Figure 3a shows EPA Method 300.1, Chapter 9.4.3, and details the calculation and evaluation of the field or laboratory duplicates. Section 9.4.3.1 defines the calculation for the relative percentage difference (RPD), which can be performed within the software’s reporting tools. Then the RPD limit should be determined, since this depends on the concentration of the analyte relative to its minimum reporting limit (MRL). The calculated RPD for the duplicate injection set is compared to the RPD limit and the evaluation result is reported. To complete the process, a final report can be created, which details the results for each individual section of the EPA Method 300.1 (Figure 4).

Conclusion
The analysis of drinking water in compliance with guidelines such as those set by the US EPA is an important part of environmental analysis, and one which can be greatly simplified through the use of chromatography software. In order to get the full benefit of such software, advanced application expertise is often required to ensure that method development is optimised. There are few online portals offering complete application data and methods, and those that do typically require adaptation to the methods to make them usable in the lab. The AppsLab Library is the only on-line application search engine providing downloadable, ready to run analytical methods, including EPA Method 300.1.   

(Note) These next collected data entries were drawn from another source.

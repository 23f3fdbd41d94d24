// Copyright (c) 2025 Geoffrey Huntley <ghuntley@ghuntley.com>. All rights reserved.
// SPDX-License-Identifier: Proprietary

//! Closed vocabularies of the learning-analytics schema.
//!
//! Each category of permitted subtype tags (event types, entity types,
//! profile actions, roles, statuses) is a fixed enumeration carrying its
//! IRI term. Entities store the terms as string properties via
//! [`as_str`](EventType::as_str).

use std::fmt;
use std::str::FromStr;

/// The JSON-LD context shared by all event payloads.
pub const EVENT_CONTEXT: &str = "http://purl.imsglobal.org/ctx/caliper/v1/Context";

/// The permitted event types.
#[derive(Debug, Clone, Copy, PartialEq, Eq, Hash)]
pub enum EventType {
	Event,
	AnnotationEvent,
	AssessmentEvent,
	AssessmentItemEvent,
	AssignableEvent,
	MediaEvent,
	NavigationEvent,
	OutcomeEvent,
	ReadingEvent,
	SessionEvent,
	ViewEvent,
}

impl EventType {
	pub const ALL: [EventType; 11] = [
		EventType::Event,
		EventType::AnnotationEvent,
		EventType::AssessmentEvent,
		EventType::AssessmentItemEvent,
		EventType::AssignableEvent,
		EventType::MediaEvent,
		EventType::NavigationEvent,
		EventType::OutcomeEvent,
		EventType::ReadingEvent,
		EventType::SessionEvent,
		EventType::ViewEvent,
	];

	/// Returns the IRI term for this event type.
	pub fn as_str(&self) -> &'static str {
		match self {
			EventType::Event => "http://purl.imsglobal.org/caliper/v1/Event",
			EventType::AnnotationEvent => "http://purl.imsglobal.org/caliper/v1/AnnotationEvent",
			EventType::AssessmentEvent => "http://purl.imsglobal.org/caliper/v1/AssessmentEvent",
			EventType::AssessmentItemEvent => {
				"http://purl.imsglobal.org/caliper/v1/AssessmentItemEvent"
			}
			EventType::AssignableEvent => "http://purl.imsglobal.org/caliper/v1/AssignableEvent",
			EventType::MediaEvent => "http://purl.imsglobal.org/caliper/v1/MediaEvent",
			EventType::NavigationEvent => "http://purl.imsglobal.org/caliper/v1/NavigationEvent",
			EventType::OutcomeEvent => "http://purl.imsglobal.org/caliper/v1/OutcomeEvent",
			EventType::ReadingEvent => "http://purl.imsglobal.org/caliper/v1/ReadingEvent",
			EventType::SessionEvent => "http://purl.imsglobal.org/caliper/v1/SessionEvent",
			EventType::ViewEvent => "http://purl.imsglobal.org/caliper/v1/ViewEvent",
		}
	}

	/// Returns the JSON-LD context IRI for this event type.
	pub fn context(&self) -> &'static str {
		EVENT_CONTEXT
	}
}

impl fmt::Display for EventType {
	fn fmt(&self, f: &mut fmt::Formatter<'_>) -> fmt::Result {
		write!(f, "{}", self.as_str())
	}
}

impl FromStr for EventType {
	type Err = String;

	fn from_str(s: &str) -> Result<Self, Self::Err> {
		Self::ALL
			.iter()
			.copied()
			.find(|t| t.as_str() == s)
			.ok_or_else(|| format!("unknown event type: {s}"))
	}
}

/// The permitted entity types.
#[derive(Debug, Clone, Copy, PartialEq, Eq, Hash)]
pub enum EntityType {
	Agent,
	Annotation,
	Assessment,
	AssessmentItem,
	Attempt,
	CourseSection,
	DigitalResource,
	LearningObjective,
	MediaObject,
	Person,
	Result,
	Session,
	SoftwareApplication,
	WebPage,
}

impl EntityType {
	pub const ALL: [EntityType; 14] = [
		EntityType::Agent,
		EntityType::Annotation,
		EntityType::Assessment,
		EntityType::AssessmentItem,
		EntityType::Attempt,
		EntityType::CourseSection,
		EntityType::DigitalResource,
		EntityType::LearningObjective,
		EntityType::MediaObject,
		EntityType::Person,
		EntityType::Result,
		EntityType::Session,
		EntityType::SoftwareApplication,
		EntityType::WebPage,
	];

	/// Returns the IRI term for this entity type.
	pub fn as_str(&self) -> &'static str {
		match self {
			EntityType::Agent => "http://purl.imsglobal.org/caliper/v1/Agent",
			EntityType::Annotation => "http://purl.imsglobal.org/caliper/v1/Annotation",
			EntityType::Assessment => "http://purl.imsglobal.org/caliper/v1/Assessment",
			EntityType::AssessmentItem => "http://purl.imsglobal.org/caliper/v1/AssessmentItem",
			EntityType::Attempt => "http://purl.imsglobal.org/caliper/v1/Attempt",
			EntityType::CourseSection => "http://purl.imsglobal.org/caliper/v1/lis/CourseSection",
			EntityType::DigitalResource => "http://purl.imsglobal.org/caliper/v1/DigitalResource",
			EntityType::LearningObjective => {
				"http://purl.imsglobal.org/caliper/v1/LearningObjective"
			}
			EntityType::MediaObject => "http://purl.imsglobal.org/caliper/v1/MediaObject",
			EntityType::Person => "http://purl.imsglobal.org/caliper/v1/lis/Person",
			EntityType::Result => "http://purl.imsglobal.org/caliper/v1/Result",
			EntityType::Session => "http://purl.imsglobal.org/caliper/v1/Session",
			EntityType::SoftwareApplication => {
				"http://purl.imsglobal.org/caliper/v1/SoftwareApplication"
			}
			EntityType::WebPage => "http://purl.imsglobal.org/caliper/v1/WebPage",
		}
	}
}

impl fmt::Display for EntityType {
	fn fmt(&self, f: &mut fmt::Formatter<'_>) -> fmt::Result {
		write!(f, "{}", self.as_str())
	}
}

impl FromStr for EntityType {
	type Err = String;

	fn from_str(s: &str) -> Result<Self, Self::Err> {
		Self::ALL
			.iter()
			.copied()
			.find(|t| t.as_str() == s)
			.ok_or_else(|| format!("unknown entity type: {s}"))
	}
}

/// The permitted profile actions.
#[derive(Debug, Clone, Copy, PartialEq, Eq, Hash)]
pub enum Action {
	Abandoned,
	Activated,
	Bookmarked,
	Commented,
	Completed,
	Deactivated,
	Graded,
	Hid,
	Highlighted,
	LoggedIn,
	LoggedOut,
	NavigatedTo,
	Paused,
	Resumed,
	Started,
	Submitted,
	Viewed,
}

impl Action {
	pub const ALL: [Action; 17] = [
		Action::Abandoned,
		Action::Activated,
		Action::Bookmarked,
		Action::Commented,
		Action::Completed,
		Action::Deactivated,
		Action::Graded,
		Action::Hid,
		Action::Highlighted,
		Action::LoggedIn,
		Action::LoggedOut,
		Action::NavigatedTo,
		Action::Paused,
		Action::Resumed,
		Action::Started,
		Action::Submitted,
		Action::Viewed,
	];

	/// Returns the IRI term for this action.
	pub fn as_str(&self) -> &'static str {
		match self {
			Action::Abandoned => "http://purl.imsglobal.org/vocab/caliper/v1/action#Abandoned",
			Action::Activated => "http://purl.imsglobal.org/vocab/caliper/v1/action#Activated",
			Action::Bookmarked => "http://purl.imsglobal.org/vocab/caliper/v1/action#Bookmarked",
			Action::Commented => "http://purl.imsglobal.org/vocab/caliper/v1/action#Commented",
			Action::Completed => "http://purl.imsglobal.org/vocab/caliper/v1/action#Completed",
			Action::Deactivated => "http://purl.imsglobal.org/vocab/caliper/v1/action#Deactivated",
			Action::Graded => "http://purl.imsglobal.org/vocab/caliper/v1/action#Graded",
			Action::Hid => "http://purl.imsglobal.org/vocab/caliper/v1/action#Hid",
			Action::Highlighted => "http://purl.imsglobal.org/vocab/caliper/v1/action#Highlighted",
			Action::LoggedIn => "http://purl.imsglobal.org/vocab/caliper/v1/action#LoggedIn",
			Action::LoggedOut => "http://purl.imsglobal.org/vocab/caliper/v1/action#LoggedOut",
			Action::NavigatedTo => "http://purl.imsglobal.org/vocab/caliper/v1/action#NavigatedTo",
			Action::Paused => "http://purl.imsglobal.org/vocab/caliper/v1/action#Paused",
			Action::Resumed => "http://purl.imsglobal.org/vocab/caliper/v1/action#Resumed",
			Action::Started => "http://purl.imsglobal.org/vocab/caliper/v1/action#Started",
			Action::Submitted => "http://purl.imsglobal.org/vocab/caliper/v1/action#Submitted",
			Action::Viewed => "http://purl.imsglobal.org/vocab/caliper/v1/action#Viewed",
		}
	}
}

impl fmt::Display for Action {
	fn fmt(&self, f: &mut fmt::Formatter<'_>) -> fmt::Result {
		write!(f, "{}", self.as_str())
	}
}

impl FromStr for Action {
	type Err = String;

	fn from_str(s: &str) -> Result<Self, Self::Err> {
		Self::ALL
			.iter()
			.copied()
			.find(|a| a.as_str() == s)
			.ok_or_else(|| format!("unknown action: {s}"))
	}
}

/// The permitted membership roles.
#[derive(Debug, Clone, Copy, PartialEq, Eq, Hash)]
pub enum Role {
	Administrator,
	ContentDeveloper,
	Instructor,
	Learner,
	Manager,
	Member,
	Mentor,
	Officer,
	TeachingAssistant,
}

impl Role {
	pub const ALL: [Role; 9] = [
		Role::Administrator,
		Role::ContentDeveloper,
		Role::Instructor,
		Role::Learner,
		Role::Manager,
		Role::Member,
		Role::Mentor,
		Role::Officer,
		Role::TeachingAssistant,
	];

	/// Returns the IRI term for this role.
	pub fn as_str(&self) -> &'static str {
		match self {
			Role::Administrator => "http://purl.imsglobal.org/vocab/lis/v1/role#Administrator",
			Role::ContentDeveloper => {
				"http://purl.imsglobal.org/vocab/lis/v1/role#ContentDeveloper"
			}
			Role::Instructor => "http://purl.imsglobal.org/vocab/lis/v1/role#Instructor",
			Role::Learner => "http://purl.imsglobal.org/vocab/lis/v1/role#Learner",
			Role::Manager => "http://purl.imsglobal.org/vocab/lis/v1/role#Manager",
			Role::Member => "http://purl.imsglobal.org/vocab/lis/v1/role#Member",
			Role::Mentor => "http://purl.imsglobal.org/vocab/lis/v1/role#Mentor",
			Role::Officer => "http://purl.imsglobal.org/vocab/lis/v1/role#Officer",
			Role::TeachingAssistant => {
				"http://purl.imsglobal.org/vocab/lis/v1/role#TeachingAssistant"
			}
		}
	}
}

impl fmt::Display for Role {
	fn fmt(&self, f: &mut fmt::Formatter<'_>) -> fmt::Result {
		write!(f, "{}", self.as_str())
	}
}

impl FromStr for Role {
	type Err = String;

	fn from_str(s: &str) -> Result<Self, Self::Err> {
		Self::ALL
			.iter()
			.copied()
			.find(|r| r.as_str() == s)
			.ok_or_else(|| format!("unknown role: {s}"))
	}
}

/// The permitted membership statuses.
#[derive(Debug, Clone, Copy, PartialEq, Eq, Hash)]
pub enum Status {
	Active,
	Deleted,
	Inactive,
}

impl Status {
	pub const ALL: [Status; 3] = [Status::Active, Status::Deleted, Status::Inactive];

	/// Returns the IRI term for this status.
	pub fn as_str(&self) -> &'static str {
		match self {
			Status::Active => "http://purl.imsglobal.org/vocab/lis/v1/status#Active",
			Status::Deleted => "http://purl.imsglobal.org/vocab/lis/v1/status#Deleted",
			Status::Inactive => "http://purl.imsglobal.org/vocab/lis/v1/status#Inactive",
		}
	}
}

impl fmt::Display for Status {
	fn fmt(&self, f: &mut fmt::Formatter<'_>) -> fmt::Result {
		write!(f, "{}", self.as_str())
	}
}

impl FromStr for Status {
	type Err = String;

	fn from_str(s: &str) -> Result<Self, Self::Err> {
		Self::ALL
			.iter()
			.copied()
			.find(|st| st.as_str() == s)
			.ok_or_else(|| format!("unknown status: {s}"))
	}
}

The combination of AppsLab Library and Chromeleon CDS enables analysts to unite their chromatography software with an extensive repository of applications and eWorkflows, simplifying the path to compliance with regulatory requirements. By using the EPA Method 300.1 eWorkflow, environmental analysis laboratories can make sure that analyses are executed according to all guidelines for the determination of inorganic anions and oxyhalides in drinking water, ensuring compliance. The built-in reporting template provides error-free results without the need to export to an external spreadsheet removing time-consuming and error-prone manual transcriptions.
www.thermoscientific.com/chromeleon
www.thermoscientific.com/appslab
References
1. Method 300.1: Determination of Inorganic Anions in Drinking Water by Ion Chromatography; U.S. Environmental Protection Agency, National Exposure Research Laboratory, Office of Research and Development: Cincinnati, Ohio, 1997. [Online] http://water.epa.gov/scitech/methods/cwa/bioindicators/upload/2007_07_10_methods_method_300_1.pdf (accessed May 19, 2015).
2. Greenberg, A. E.; Clesceri, L. S.; Eaton, A. D., Eds.; Standard Methods for the Examination of Water And Wastewater, 18th ed.; American Public Health Association: Washington, DC, 1992.
3. Standard Test Methods for Anions in Water by Chemically Suppressed Ion Chromatography; American Society for Testing and Materials; West Conshohocken, PA; 1999, D4327-97, Vol. 11.01, 420–427.